RC Prof. Charles Bright, who has lectured for more than a
decade, spoke of the declining recognition for lecturers, who were
once paid as much as assistant professors. “Many lecturers on
this campus are here by choice,” he said. In the
early-‘90s, when Bright noticed administration officials
asking lecturers to teach more, even as salaries had stayed
stagnant for 20 years, he notified his bosses of his dismay.

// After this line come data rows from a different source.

// This Source Code Form is subject to the terms of the Mozilla Public
// License, v. 2.0. If a copy of the MPL was not distributed with this
// file, You can obtain one at https://mozilla.org/MPL/2.0/.

use crate::log::pipeline_log;
use crate::table::{RouteTable, TableContext};
use crate::types::{Afi, GenId, InternalMessage, PeerId, RouteOp, SubnetRoute};
use std::collections::BTreeMap;

/// Routes received from one peer, as received. The head of a peer's branch.
///
/// At most one route per prefix is held. A second add for a prefix already
/// present leaves the table as a replace, and an add carrying exactly the
/// route already held is dropped.
pub struct RibInTable<A: Afi> {
    peer: PeerId,
    genid: GenId,
    routes: BTreeMap<A::Prefix, SubnetRoute<A>>,
}

impl<A: Afi> RibInTable<A> {
    pub fn new(peer: PeerId, genid: GenId) -> Self {
        Self {
            peer,
            genid,
            routes: BTreeMap::new(),
        }
    }

    pub fn genid(&self) -> GenId {
        self.genid
    }

    /// Start holding routes for a new session.
    pub fn set_genid(&mut self, genid: GenId) {
        self.genid = genid;
    }

    pub fn len(&self) -> usize {
        self.routes.len()
    }

    pub fn is_empty(&self) -> bool {
        self.routes.is_empty()
    }

    pub fn get(&self, net: &A::Prefix) -> Option<&SubnetRoute<A>> {
        self.routes.get(net)
    }

    pub fn routes(&self) -> impl Iterator<Item = &SubnetRoute<A>> {
        self.routes.values()
    }

    /// Empty the table, handing back everything it held. Used when the
    /// session goes down and the contents move to a deletion table.
    pub fn take_all(&mut self) -> BTreeMap<A::Prefix, SubnetRoute<A>> {
        std::mem::take(&mut self.routes)
    }

    fn msg(&self, route: SubnetRoute<A>) -> InternalMessage<A> {
        InternalMessage::new(route, self.peer, self.genid)
    }
}

impl<A: Afi> RouteTable<A> for RibInTable<A> {
    fn name(&self) -> String {
        format!("ribin-{}-{}", A::NAME, self.peer)
    }

    fn add_route(
        &mut self,
        msg: InternalMessage<A>,
        _cx: &mut TableContext<'_, A>,
    ) -> Vec<RouteOp<A>> {
        let route = msg.route;
        match self.routes.insert(route.net, route.clone()) {
            Some(old) if old == route => Vec::new(),
            Some(old) => vec![RouteOp::Replace {
                old: self.msg(old),
                new: self.msg(route),
            }],
            None => vec![RouteOp::Add(self.msg(route))],
        }
    }

    fn delete_route(
        &mut self,
        msg: InternalMessage<A>,
        cx: &mut TableContext<'_, A>,
    ) -> Vec<RouteOp<A>> {
        match self.routes.remove(&msg.net()) {
            Some(old) => vec![RouteOp::Delete(self.msg(old))],
            None => {
                pipeline_log!(cx.log, debug, self.name(),
                    "withdraw of unknown prefix {}", msg.net()
                );
                Vec::new()
            }
        }
    }

    fn replace_route(
        &mut self,
        _old: InternalMessage<A>,
        new: InternalMessage<A>,
        cx: &mut TableContext<'_, A>,
    ) -> Vec<RouteOp<A>> {
        self.add_route(new, cx)
    }

    fn push(
        &mut self,
        _peer: PeerId,
        _cx: &mut TableContext<'_, A>,
    ) -> Vec<RouteOp<A>> {
        vec![RouteOp::Push(self.peer)]
    }
}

In response, his dean offered Bright a professorship, but his
issues were never addressed. After public comments had been made,
Perry, representing MSA, spoke to the board members about the
Diversity Summit held last week. At the summit, senior
administration officials spoke with students about diversity and
the campus climate. Attendees included University Provost Paul
Courant and Robert Kelch, executive vice president for medical
affairs.

This year’s decline in minority applicants — down 23
percent, compared to 18 percent across the board — has raised
concern among students about the University’s plans to
maintain diversity.

“I urge you all to not sit down and wait to see what will
happen but to proactively seek (student input),” Perry said
to the board. She said that members of the MSA Diversity Council
are concerned about what will happen to diversity 10 years from
now.

In response, Coleman said the administration is assessing the
information gleaned from the summit and will issue a report when
this is completed. But Regent Rebecca McGowan (D-Ann Arbor)
stressed that students would probably like a more timely response.
Kelch said the administration is still committed to diversity.
“I will be working with President Coleman on that and with my
own staff at the medical center,” he said. Board members
approved the naming of the Gerald R. Ford School of Public Policy.
The building will be named Sanford and Joan Weill Hall, after the
married couple — friends of former President Ford — who
recently gave $5 million to the school.